Report how many lines in the data include "LogStream", with the number as the only reply.

┌─ Data

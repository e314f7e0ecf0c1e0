use chrono::Utc;
use std::collections::HashMap;
use std::sync::atomic::{AtomicBool, Ordering};
use std::sync::{Arc, Mutex, MutexGuard};
use std::time::Duration;
use tokio::task::JoinHandle;
use uuid::Uuid;

use super::log_stream::LogStream;
use super::position_manager::{lock_book, SharedTradeBook};
use crate::api::ExchangeClient;
use crate::models::{Contract, OrderState};

/// Backoff between status polls of a pending order
pub const DEFAULT_POLL_INTERVAL: Duration = Duration::from_secs(2);

struct TrackerInner {
    exchange: Arc<dyn ExchangeClient>,
    contract: Contract,
    book: SharedTradeBook,
    logs: LogStream,
    poll_interval: Duration,
    tasks: Mutex<HashMap<String, JoinHandle<()>>>,
    closed: AtomicBool,
}

/// Polls pending entry orders in the background until they settle
///
/// One task per order id. A task only writes the entry fields of its own
/// unfilled trade; everything else on that trade belongs to the tick path.
/// Polling never gives up on its own: an unknown or erroring status is
/// retried after the same backoff until the order fills, is rejected, or the
/// owning activation cancels the tracker.
#[derive(Clone)]
pub struct OrderTracker {
    inner: Arc<TrackerInner>,
}

impl OrderTracker {
    pub fn new(
        exchange: Arc<dyn ExchangeClient>,
        contract: Contract,
        book: SharedTradeBook,
        logs: LogStream,
        poll_interval: Duration,
    ) -> Self {
        Self {
            inner: Arc::new(TrackerInner {
                exchange,
                contract,
                book,
                logs,
                poll_interval,
                tasks: Mutex::new(HashMap::new()),
                closed: AtomicBool::new(false),
            }),
        }
    }

    fn tasks(&self) -> MutexGuard<'_, HashMap<String, JoinHandle<()>>> {
        self.inner.tasks.lock().unwrap_or_else(|e| e.into_inner())
    }

    /// Start polling `order_id` on behalf of `trade_id`
    ///
    /// Returns false once the tracker has been cancelled or when the order is
    /// already tracked.
    pub fn track(&self, order_id: String, trade_id: Uuid) -> bool {
        if self.inner.closed.load(Ordering::SeqCst) {
            return false;
        }

        // Held across spawn so the task cannot deregister before it is registered
        let mut tasks = self.tasks();
        if tasks.contains_key(&order_id) {
            return false;
        }

        let tracker = self.clone();
        let id = order_id.clone();
        let handle = tokio::spawn(async move {
            tracker.poll_until_settled(&id, trade_id).await;
            tracker.tasks().remove(&id);
        });
        tasks.insert(order_id, handle);
        true
    }

    /// Number of orders still being polled
    pub fn in_flight(&self) -> usize {
        self.tasks().len()
    }

    pub fn is_cancelled(&self) -> bool {
        self.inner.closed.load(Ordering::SeqCst)
    }

    /// Stop every poller and refuse new ones
    ///
    /// Orders already at the exchange are left alone.
    pub fn cancel_all(&self) {
        self.inner.closed.store(true, Ordering::SeqCst);
        let handles: Vec<_> = self.tasks().drain().collect();
        for (order_id, handle) in handles {
            handle.abort();
            tracing::debug!(order_id = %order_id, "Order polling cancelled");
        }
    }

    async fn poll_until_settled(&self, order_id: &str, trade_id: Uuid) {
        let inner = &self.inner;

        loop {
            tokio::time::sleep(inner.poll_interval).await;

            let status = match inner.exchange.get_order_status(&inner.contract, order_id).await {
                Ok(Some(status)) => status,
                Ok(None) => {
                    tracing::debug!(order_id, "Order status unknown, polling again");
                    continue;
                }
                Err(e) => {
                    tracing::warn!(order_id, error = %e, "Order status query failed, polling again");
                    continue;
                }
            };

            match (status.state, status.avg_fill_price) {
                (OrderState::Pending, _) => continue,
                (OrderState::Filled, Some(price)) => {
                    let recorded =
                        lock_book(&inner.book).record_fill(trade_id, price, status.executed_qty);
                    if recorded {
                        inner.logs.push(format!(
                            "Order {} on {} filled at {}",
                            order_id, inner.contract.symbol, price
                        ));
                    }
                    return;
                }
                (OrderState::Filled, None) => {
                    tracing::warn!(order_id, "Filled order reported without a price, polling again");
                    continue;
                }
                (OrderState::Rejected, _) => {
                    let now_ms = Utc::now().timestamp_millis();
                    if lock_book(&inner.book).reject_entry(trade_id, now_ms) {
                        inner.logs.push(format!(
                            "Order {} on {} was rejected, trade closed",
                            order_id, inner.contract.symbol
                        ));
                    }
                    return;
                }
            }
        }
    }
}

#[cfg(test)]
mod tests {
    use super::*;
    use crate::api::{FillMode, PaperExchange};
    use crate::execution::position_manager::TradeBook;
    use crate::models::{MarketKind, OrderSide, OrderType, Trade, TradeSide, TradeStatus};
    use rust_decimal::Decimal;

    fn btc() -> Contract {
        Contract {
            symbol: "BTCUSDT".to_string(),
            base_asset: "BTC".to_string(),
            quote_asset: "USDT".to_string(),
            lot_size: Decimal::new(1, 3),
        }
    }

    fn pending_trade(order_id: &str) -> Trade {
        Trade {
            id: Uuid::new_v4(),
            opened_at_ms: 0,
            entry_price: None,
            symbol: "BTCUSDT".to_string(),
            strategy_name: "Dummy".to_string(),
            side: TradeSide::Long,
            status: TradeStatus::Open,
            pnl: Decimal::ZERO,
            quantity: Decimal::ONE,
            entry_order_id: order_id.to_string(),
            stop_loss: None,
            take_profit: None,
            exit_price: None,
            closed_at_ms: None,
            exit_reason: None,
        }
    }

    /// Place one pending order and register its trade in a fresh book
    async fn setup(mode: FillMode) -> (Arc<PaperExchange>, OrderTracker, SharedTradeBook, Uuid, String) {
        let exchange = Arc::new(PaperExchange::new(MarketKind::Futures).with_contract(btc()));
        exchange.set_balance("USDT", Decimal::from(10_000));
        exchange.mark_price("BTCUSDT", Decimal::from(100));
        exchange.set_fill_mode(mode);

        let status = exchange
            .place_order(&btc(), OrderType::Market, Decimal::ONE, OrderSide::Buy)
            .await
            .unwrap();

        let book = TradeBook::shared();
        let trade = pending_trade(&status.order_id);
        let trade_id = trade.id;
        lock_book(&book).insert(trade).unwrap();

        let tracker = OrderTracker::new(
            exchange.clone(),
            btc(),
            book.clone(),
            LogStream::new(),
            DEFAULT_POLL_INTERVAL,
        );
        (exchange, tracker, book, trade_id, status.order_id)
    }

    #[tokio::test(start_paused = true)]
    async fn test_entry_stays_unset_until_filled_poll() {
        let (exchange, tracker, book, trade_id, order_id) =
            setup(FillMode::AfterPolls { polls: 2 }).await;

        assert!(tracker.track(order_id, trade_id));

        tokio::time::sleep(Duration::from_millis(2_100)).await;
        assert_eq!(lock_book(&book).get(trade_id).unwrap().entry_price, None);
        assert_eq!(tracker.in_flight(), 1);

        exchange.mark_price("BTCUSDT", Decimal::from(102));
        tokio::time::sleep(Duration::from_secs(2)).await;

        assert_eq!(
            lock_book(&book).get(trade_id).unwrap().entry_price,
            Some(Decimal::from(102))
        );
        assert_eq!(tracker.in_flight(), 0);
    }

    #[tokio::test(start_paused = true)]
    async fn test_unknown_status_retried() {
        let (exchange, tracker, book, trade_id, order_id) =
            setup(FillMode::AfterPolls { polls: 1 }).await;
        exchange.hide_next_statuses(5);

        tracker.track(order_id, trade_id);
        tokio::time::sleep(Duration::from_millis(10_100)).await;
        assert_eq!(lock_book(&book).get(trade_id).unwrap().entry_price, None);

        tokio::time::sleep(Duration::from_secs(2)).await;
        assert_eq!(
            lock_book(&book).get(trade_id).unwrap().entry_price,
            Some(Decimal::from(100))
        );
    }

    #[tokio::test(start_paused = true)]
    async fn test_rejected_entry_closes_trade() {
        let (_, tracker, book, trade_id, order_id) = setup(FillMode::RejectLater).await;

        tracker.track(order_id, trade_id);
        tokio::time::sleep(Duration::from_millis(2_100)).await;

        let book = lock_book(&book);
        let trade = book.get(trade_id).unwrap();
        assert_eq!(trade.status, TradeStatus::Closed);
        assert_eq!(trade.quantity, Decimal::ZERO);
        assert!(!book.ongoing_position());
    }

    #[tokio::test(start_paused = true)]
    async fn test_cancel_stops_polling() {
        let (_, tracker, book, trade_id, order_id) =
            setup(FillMode::AfterPolls { polls: 1 }).await;

        tracker.track(order_id.clone(), trade_id);
        tracker.cancel_all();
        assert_eq!(tracker.in_flight(), 0);
        assert!(!tracker.track(order_id, trade_id));

        tokio::time::sleep(Duration::from_secs(10)).await;
        assert_eq!(lock_book(&book).get(trade_id).unwrap().entry_price, None);
    }

    #[tokio::test(start_paused = true)]
    async fn test_duplicate_order_not_tracked_twice() {
        let (_, tracker, _, trade_id, order_id) = setup(FillMode::AfterPolls { polls: 9 }).await;

        assert!(tracker.track(order_id.clone(), trade_id));
        assert!(!tracker.track(order_id, trade_id));
        assert_eq!(tracker.in_flight(), 1);
        tracker.cancel_all();
    }
}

└─

= Exercise answer =
4